··· Record set ···

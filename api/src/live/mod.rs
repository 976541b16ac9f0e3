//! Live update hub.
//!
//! Keeps forum comments and personal notifications in sync across a user's
//! open tabs and devices. State is in memory only and is rebuilt as clients
//! reconnect.
//!
//! # Components
//!
//! - [`registry`]: user ↔ connection bindings
//! - [`rooms`]: topic → watching connections
//! - [`outbox`]: per-connection outbound queues and fan-out
//! - [`dispatcher`]: `notification` pushes to a user
//! - [`propagator`]: `commentUpdate` pushes to a topic
//! - [`lifecycle`]: the only component that mutates the above

pub mod dispatcher;
pub mod ids;
pub mod lifecycle;
pub mod outbox;
pub mod propagator;
pub mod registry;
pub mod rooms;

use std::sync::Arc;

use serde_json::Value;

pub use dispatcher::NotificationDispatcher;
pub use ids::{ConnectionId, TopicId, UserId};
pub use lifecycle::{LifecycleHandler, Session};
pub use outbox::{DeliveryError, DeliveryReport, Outbox};
pub use propagator::CommentPropagator;
pub use registry::ConnectionRegistry;
pub use rooms::RoomManager;

use crate::ws::messages::CommentEvent;
use crate::ws::metrics::LiveMetrics;

/// Shared handle to the live update state.
///
/// Cloning is cheap; all clones see the same connections and rooms.
#[derive(Debug, Clone)]
pub struct LiveHub {
    registry: Arc<ConnectionRegistry>,
    rooms: Arc<RoomManager>,
    outbox: Arc<Outbox>,
    metrics: Arc<LiveMetrics>,
    lifecycle: LifecycleHandler,
    dispatcher: NotificationDispatcher,
    propagator: CommentPropagator,
}

impl LiveHub {
    /// Creates an empty hub whose connections buffer up to `outbound_buffer`
    /// messages each.
    #[must_use]
    pub fn new(outbound_buffer: usize) -> Self {
        Self::with_metrics(outbound_buffer, Arc::new(LiveMetrics::new()))
    }

    /// Creates an empty hub that records into `metrics`.
    #[must_use]
    pub fn with_metrics(outbound_buffer: usize, metrics: Arc<LiveMetrics>) -> Self {
        let registry = Arc::new(ConnectionRegistry::new());
        let rooms = Arc::new(RoomManager::new());
        let outbox = Arc::new(Outbox::new());

        let lifecycle = LifecycleHandler::new(
            Arc::clone(&registry),
            Arc::clone(&rooms),
            Arc::clone(&outbox),
            Arc::clone(&metrics),
            outbound_buffer,
        );
        let dispatcher = NotificationDispatcher::new(
            Arc::clone(&registry),
            Arc::clone(&outbox),
            Arc::clone(&metrics),
        );
        let propagator = CommentPropagator::new(
            Arc::clone(&rooms),
            Arc::clone(&outbox),
            Arc::clone(&metrics),
        );

        Self {
            registry,
            rooms,
            outbox,
            metrics,
            lifecycle,
            dispatcher,
            propagator,
        }
    }

    /// Returns the lifecycle handler for transport events.
    #[must_use]
    pub const fn lifecycle(&self) -> &LifecycleHandler {
        &self.lifecycle
    }

    /// Returns the metrics.
    #[must_use]
    pub fn metrics(&self) -> Arc<LiveMetrics> {
        Arc::clone(&self.metrics)
    }

    /// Pushes a persisted notification to every live connection of `user`.
    ///
    /// Call after the notification record is durably written.
    pub async fn notify(&self, user: &UserId, payload: Value) -> DeliveryReport {
        self.dispatcher.notify(user, payload).await
    }

    /// Pushes a committed comment mutation to every watcher of `topic`.
    ///
    /// Call after the comment create or delete is durably written.
    pub async fn broadcast(&self, topic: &TopicId, event: CommentEvent) -> DeliveryReport {
        self.propagator.broadcast(topic, event).await
    }

    /// Returns the live connections of a user.
    pub async fn connections_for(&self, user: &UserId) -> Vec<ConnectionId> {
        let mut connections: Vec<_> = self
            .registry
            .connections_for(user)
            .await
            .into_iter()
            .collect();
        connections.sort_unstable();
        connections
    }

    /// Returns the connections watching a topic.
    pub async fn watchers_for(&self, topic: &TopicId) -> Vec<ConnectionId> {
        let mut watchers: Vec<_> = self.rooms.watchers_for(topic).await.into_iter().collect();
        watchers.sort_unstable();
        watchers
    }

    /// Returns the number of live connections.
    pub async fn connection_count(&self) -> usize {
        self.outbox.len().await
    }

    /// Returns the number of users with at least one live connection.
    pub async fn user_count(&self) -> usize {
        self.registry.user_count().await
    }

    /// Returns the number of topics with at least one watcher.
    pub async fn room_count(&self) -> usize {
        self.rooms.room_count().await
    }
}

#[cfg(test)]
mod tests {
    use serde_json::json;
    use tokio::sync::mpsc::error::TryRecvError;

    use super::*;
    use crate::ws::messages::ServerMessage;

    #[tokio::test]
    async fn test_two_tabs_one_watching() {
        let hub = LiveHub::new(16);
        let lifecycle = hub.lifecycle();
        let user = UserId::from("u");
        let topic = TopicId::from("t");

        let (mut c1, mut rx1) = lifecycle.connect().await;
        let (mut c2, mut rx2) = lifecycle.connect().await;
        lifecycle.authenticate(&mut c1, user.clone()).await;
        lifecycle.authenticate(&mut c2, user.clone()).await;
        lifecycle.subscribe(&mut c1, topic.clone()).await;

        let x = json!({"id": "x", "text": "Goldcrest in the pines"});
        hub.broadcast(&topic, CommentEvent::added(x.clone())).await;

        assert_eq!(
            rx1.try_recv().expect("c1 gets X"),
            ServerMessage::comment_update(topic.clone(), CommentEvent::added(x))
        );
        assert_eq!(rx2.try_recv(), Err(TryRecvError::Empty));

        lifecycle.disconnect(c1).await;

        let y = json!({"id": "y", "text": "Second goldcrest"});
        let report = hub.broadcast(&topic, CommentEvent::added(y)).await;

        assert_eq!(report.attempted, 0);
        assert!(hub.watchers_for(&topic).await.is_empty());
        assert_eq!(rx2.try_recv(), Err(TryRecvError::Empty));
        assert_eq!(hub.connections_for(&user).await, vec![c2.id()]);
    }

    #[tokio::test]
    async fn test_notify_never_connected_user() {
        let hub = LiveHub::new(16);
        let (_session, mut rx) = hub.lifecycle().connect().await;

        let report = hub
            .notify(&UserId::from("v"), json!({"kind": "welcome"}))
            .await;

        assert_eq!(report, DeliveryReport::default());
        assert_eq!(rx.try_recv(), Err(TryRecvError::Empty));
    }

    #[tokio::test]
    async fn test_counts() {
        let hub = LiveHub::new(16);
        let lifecycle = hub.lifecycle();
        let (mut c1, _rx1) = lifecycle.connect().await;
        let (mut c2, _rx2) = lifecycle.connect().await;

        lifecycle.authenticate(&mut c1, UserId::from("alice")).await;
        lifecycle.subscribe(&mut c2, TopicId::from("owls")).await;

        assert_eq!(hub.connection_count().await, 2);
        assert_eq!(hub.user_count().await, 1);
        assert_eq!(hub.room_count().await, 1);
        assert_eq!(hub.metrics().active_connections(), 2);
    }

    #[tokio::test]
    async fn test_concurrent_churn_leaves_no_dangling_members() {
        let hub = LiveHub::new(64);
        let mut tasks = Vec::new();

        for i in 0..32 {
            let hub = hub.clone();
            tasks.push(tokio::spawn(async move {
                let lifecycle = hub.lifecycle();
                let (mut session, _rx) = lifecycle.connect().await;
                let user = UserId::from(format!("user-{}", i % 4));
                lifecycle.authenticate(&mut session, user.clone()).await;
                lifecycle
                    .subscribe(&mut session, TopicId::from(format!("topic-{}", i % 3)))
                    .await;
                hub.notify(&user, json!({"n": i})).await;
                hub.broadcast(
                    &TopicId::from(format!("topic-{}", i % 3)),
                    CommentEvent::added(json!({"n": i})),
                )
                .await;
                lifecycle.disconnect(session).await;
            }));
        }
        for task in tasks {
            task.await.expect("task");
        }

        assert_eq!(hub.connection_count().await, 0);
        assert_eq!(hub.user_count().await, 0);
        assert_eq!(hub.room_count().await, 0);
    }
}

···

:: Instructions for the task ::
Among the lines above, repeat exactly those from the line with "let (mut c2, mut" to the line with "lifecycle.disconnect(c1).await;", counting both ends.

:: Written answer ::
        let (mut c2, mut rx2) = lifecycle.connect().await;
        lifecycle.authenticate(&mut c1, user.clone()).await;
        lifecycle.authenticate(&mut c2, user.clone()).await;
        lifecycle.subscribe(&mut c1, topic.clone()).await;

        let x = json!({"id": "x", "text": "Goldcrest in the pines"});
        hub.broadcast(&topic, CommentEvent::added(x.clone())).await;

        assert_eq!(
            rx1.try_recv().expect("c1 gets X"),
            ServerMessage::comment_update(topic.clone(), CommentEvent::added(x))
        );
        assert_eq!(rx2.try_recv(), Err(TryRecvError::Empty));

        lifecycle.disconnect(c1).await;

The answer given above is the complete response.